Wednesday, March 28, 2007

Wordpress

When I switched from the old Blogger to the New Blogger beta, I posted about some of the changes that they had made, and also touched on some of the things I liked and didn't like about the changes. Since then, I've had some time to work with the new Blogger, and I've noticed some annoyances. Recently, I was (slightly) involved in beck switching her blog from Typepad to Wordpress. In researching Wordpress' features, I noticed a few things that I liked, and I also recently noticed that it is possible to move an entire blog, comments and all, from Blogger to Wordpress without much trouble.
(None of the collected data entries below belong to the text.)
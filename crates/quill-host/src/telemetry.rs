//! Structured telemetry for the host binary.

use std::io::{self, IsTerminal};

use once_cell::sync::OnceCell;
use quill_config::{Config, LogFormat};
use thiserror::Error;
use tracing::{Subscriber, subscriber::SetGlobalDefaultError};
use tracing_subscriber::EnvFilter;
use tracing_subscriber::fmt;

static TELEMETRY_GUARD: OnceCell<()> = OnceCell::new();

/// Proof that telemetry has been installed.
#[derive(Debug, Default, Clone, Copy)]
pub struct TelemetryHandle;

/// Failures configuring telemetry.
#[derive(Debug, Error)]
pub enum TelemetryError {
    /// The configured filter expression does not parse.
    #[error("invalid log filter: {0}")]
    Filter(String),
    /// Another global subscriber is already installed.
    #[error("failed to install telemetry subscriber: {0}")]
    Subscriber(SetGlobalDefaultError),
}

/// Installs the global subscriber on first use.
///
/// Later calls return a fresh handle without touching global state, whatever
/// configuration they pass.
///
/// # Errors
///
/// Returns [`TelemetryError`] if the filter is invalid or the subscriber
/// cannot be installed.
pub fn initialise(config: &Config) -> Result<TelemetryHandle, TelemetryError> {
    TELEMETRY_GUARD
        .get_or_try_init(|| install_subscriber(config))
        .map(|()| TelemetryHandle)
}

fn install_subscriber(config: &Config) -> Result<(), TelemetryError> {
    let filter = EnvFilter::try_new(config.log_filter())
        .map_err(|error| TelemetryError::Filter(error.to_string()))?;

    let builder = |filter: EnvFilter| {
        fmt::Subscriber::builder()
            .with_env_filter(filter)
            .with_target(true)
            .with_level(true)
            .with_writer(io::stderr)
            .with_ansi(io::stderr().is_terminal())
            .with_timer(fmt::time::UtcTime::rfc_3339())
    };

    let subscriber: Box<dyn Subscriber + Send + Sync> = match config.log_format() {
        LogFormat::Json => Box::new(builder(filter).json().flatten_event(true).finish()),
        LogFormat::Compact => Box::new(builder(filter).compact().finish()),
    };

    tracing::subscriber::set_global_default(subscriber).map_err(TelemetryError::Subscriber)
}
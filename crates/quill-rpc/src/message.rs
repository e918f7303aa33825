//! JSON-RPC 2.0 frames addressed to broker channels.
//!
//! Each frame is an ordinary JSON-RPC 2.0 object with one extra member,
//! `channel`, naming the broker endpoint it belongs to. Requests and
//! notifications address a service registered by the *receiving* side;
//! responses travel back on the channel of the request they answer.

use std::fmt;

use serde::{Deserialize, Serialize};
use serde_json::Value;
use thiserror::Error;

use crate::broker::ChannelId;

const JSONRPC_VERSION: &str = "2.0";

/// Standard and Quill-specific JSON-RPC error codes.
pub mod codes {
    /// The frame body was not valid JSON.
    pub const PARSE_ERROR: i64 = -32_700;
    /// The request object was malformed.
    pub const INVALID_REQUEST: i64 = -32_600;
    /// The service does not implement the method.
    pub const METHOD_NOT_FOUND: i64 = -32_601;
    /// The parameters could not be decoded.
    pub const INVALID_PARAMS: i64 = -32_602;
    /// The service failed unexpectedly.
    pub const INTERNAL_ERROR: i64 = -32_603;
    /// The call was understood and refused by application logic.
    pub const APPLICATION_ERROR: i64 = -32_000;
    /// No service is registered on the addressed channel.
    pub const UNKNOWN_CHANNEL: i64 = -32_001;
    /// The service has not completed initialization.
    pub const NOT_INITIALISED: i64 = -32_002;
}

/// A JSON-RPC 2.0 error object.
#[derive(Debug, Clone, PartialEq, Serialize, Deserialize)]
pub struct RpcFault {
    /// Error code.
    pub code: i64,
    /// Human-readable error message.
    pub message: String,
    /// Optional structured detail.
    #[serde(default, skip_serializing_if = "Option::is_none")]
    pub data: Option<Value>,
}

impl RpcFault {
    /// Creates a fault with the given code and message.
    #[must_use]
    pub fn new(code: i64, message: impl Into<String>) -> Self {
        Self {
            code,
            message: message.into(),
            data: None,
        }
    }

    /// An application-level refusal, such as an unknown command name.
    #[must_use]
    pub fn application(message: impl Into<String>) -> Self {
        Self::new(codes::APPLICATION_ERROR, message)
    }

    /// The service has no handler for `method`.
    #[must_use]
    pub fn method_not_found(method: &str) -> Self {
        Self::new(codes::METHOD_NOT_FOUND, format!("method '{method}' not found"))
    }

    /// Parameters for `method` could not be decoded.
    #[must_use]
    pub fn invalid_params(method: &str, detail: impl fmt::Display) -> Self {
        Self::new(
            codes::INVALID_PARAMS,
            format!("invalid params for '{method}': {detail}"),
        )
    }

    /// The service failed while producing a result.
    #[must_use]
    pub fn internal(message: impl Into<String>) -> Self {
        Self::new(codes::INTERNAL_ERROR, message)
    }

    /// Returns `true` for application-level refusals.
    #[must_use]
    pub const fn is_application(&self) -> bool {
        self.code == codes::APPLICATION_ERROR
    }
}

impl fmt::Display for RpcFault {
    fn fmt(&self, f: &mut fmt::Formatter<'_>) -> fmt::Result {
        write!(f, "{} (code: {})", self.message, self.code)
    }
}

/// The body of one frame.
#[derive(Debug, Clone, PartialEq)]
pub enum Message {
    /// A call expecting a response.
    Request {
        /// Identifier echoed in the response.
        id: u64,
        /// Method to invoke.
        method: String,
        /// Method parameters.
        params: Value,
    },
    /// The outcome of an earlier request.
    Response {
        /// Identifier of the request being answered.
        id: u64,
        /// Result value or error object.
        outcome: Result<Value, RpcFault>,
    },
    /// A one-way message with no response.
    Notification {
        /// Method to invoke.
        method: String,
        /// Method parameters.
        params: Value,
    },
}

/// A message addressed to a broker channel.
#[derive(Debug, Clone, PartialEq)]
pub struct Frame {
    /// Channel the message belongs to.
    pub channel: ChannelId,
    /// The message itself.
    pub message: Message,
}

/// Failures decoding a frame body.
#[derive(Debug, Error)]
pub enum FrameError {
    /// The body was not valid JSON for a frame.
    #[error("malformed frame: {0}")]
    Codec(#[from] serde_json::Error),
    /// The body declared an unsupported protocol version.
    #[error("unsupported JSON-RPC version '{0}'")]
    Version(String),
    /// The body was neither a request, a response, nor a notification.
    #[error("frame is neither a request, response, nor notification")]
    Shape,
}

#[derive(Serialize, Deserialize)]
struct WireFrame {
    channel: ChannelId,
    jsonrpc: String,
    #[serde(default, skip_serializing_if = "Option::is_none")]
    id: Option<u64>,
    #[serde(default, skip_serializing_if = "Option::is_none")]
    method: Option<String>,
    #[serde(default, skip_serializing_if = "Option::is_none")]
    params: Option<Value>,
    #[serde(default, skip_serializing_if = "Option::is_none")]
    result: Option<Value>,
    #[serde(default, skip_serializing_if = "Option::is_none")]
    error: Option<RpcFault>,
}

impl Frame {
    /// Builds a request frame.
    #[must_use]
    pub fn request(channel: ChannelId, id: u64, method: impl Into<String>, params: Value) -> Self {
        Self {
            channel,
            message: Message::Request {
                id,
                method: method.into(),
                params,
            },
        }
    }

    /// Builds a response frame.
    #[must_use]
    pub const fn response(channel: ChannelId, id: u64, outcome: Result<Value, RpcFault>) -> Self {
        Self {
            channel,
            message: Message::Response { id, outcome },
        }
    }

    /// Builds a notification frame.
    #[must_use]
    pub fn notification(channel: ChannelId, method: impl Into<String>, params: Value) -> Self {
        Self {
            channel,
            message: Message::Notification {
                method: method.into(),
                params,
            },
        }
    }

    /// Serialises the frame body.
    ///
    /// # Errors
    ///
    /// Returns an error if a parameter or result value cannot be serialised.
    pub fn to_bytes(&self) -> Result<Vec<u8>, serde_json::Error> {
        let mut wire = WireFrame {
            channel: self.channel,
            jsonrpc: String::from(JSONRPC_VERSION),
            id: None,
            method: None,
            params: None,
            result: None,
            error: None,
        };
        match &self.message {
            Message::Request { id, method, params } => {
                wire.id = Some(*id);
                wire.method = Some(method.clone());
                wire.params = Some(params.clone());
            }
            Message::Response { id, outcome } => {
                wire.id = Some(*id);
                match outcome {
                    Ok(value) => wire.result = Some(value.clone()),
                    Err(fault) => wire.error = Some(fault.clone()),
                }
            }
            Message::Notification { method, params } => {
                wire.method = Some(method.clone());
                wire.params = Some(params.clone());
            }
        }
        serde_json::to_vec(&wire)
    }

    /// Parses a frame body.
    ///
    /// A response with a `null` result decodes to `Ok(Value::Null)`.
    ///
    /// # Errors
    ///
    /// Returns [`FrameError`] when the body is not a well-formed frame.
    pub fn from_bytes(bytes: &[u8]) -> Result<Self, FrameError> {
        let wire: WireFrame = serde_json::from_slice(bytes)?;
        if wire.jsonrpc != JSONRPC_VERSION {
            return Err(FrameError::Version(wire.jsonrpc));
        }
        let params = wire.params.unwrap_or(Value::Null);
        let message = match (wire.id, wire.method) {
            (Some(id), Some(method)) => Message::Request { id, method, params },
            (None, Some(method)) => Message::Notification { method, params },
            (Some(id), None) => Message::Response {
                id,
                outcome: match wire.error {
                    Some(fault) => Err(fault),
                    None => Ok(wire.result.unwrap_or(Value::Null)),
                },
            },
            (None, None) => return Err(FrameError::Shape),
        };
        Ok(Self {
            channel: wire.channel,
            message,
        })
    }
}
So the question arises, should I switch to Wordpress? Here are some things that I like about blogging with Wordpress over Blogger:
  • Big Brother: Google gets to corrolate my blog with my search history, e-mail, my Google Checkout purchase history, etc. There are some parts of "the world's information" that I would like to keep unorganized and inaccessible, thank-you-very-much.
  • Login issues: whenever I log in to my e-mail account and the session expires, I get logged out of my blog. This is annoying, and it didn't happen before my Blogger account was absorbed into my Google account.
  • Web Statistics: Wordpress gives you excellent statistics, not only on traffic to your blog, but also on how many people are subscribed to your feeds. I use Webalizer and ClustrMaps to get something similar in nature, but I have no idea how many people are subscribed to my feeds or where else they come from.
At the same time, there are things that I still like about Blogger over Wordpress:
  • It requires no change: I'm already doing it.
  • Uploading pictures to Blogger posts with Picasa: it's easy, and the hosting is free (to a point).
  • Wordpress makes labels (tags/categories) as I use them less convenient, or at least so I hear. This is one feature that Blogger does quite well.
So far, I'm not annoyed enough to switch. If Google fixed the login/logout issues, I would be a lot less annoyed. If Wordpress were to start supporting the OpenID specification, it would be even more appealing, especially if Google didn't.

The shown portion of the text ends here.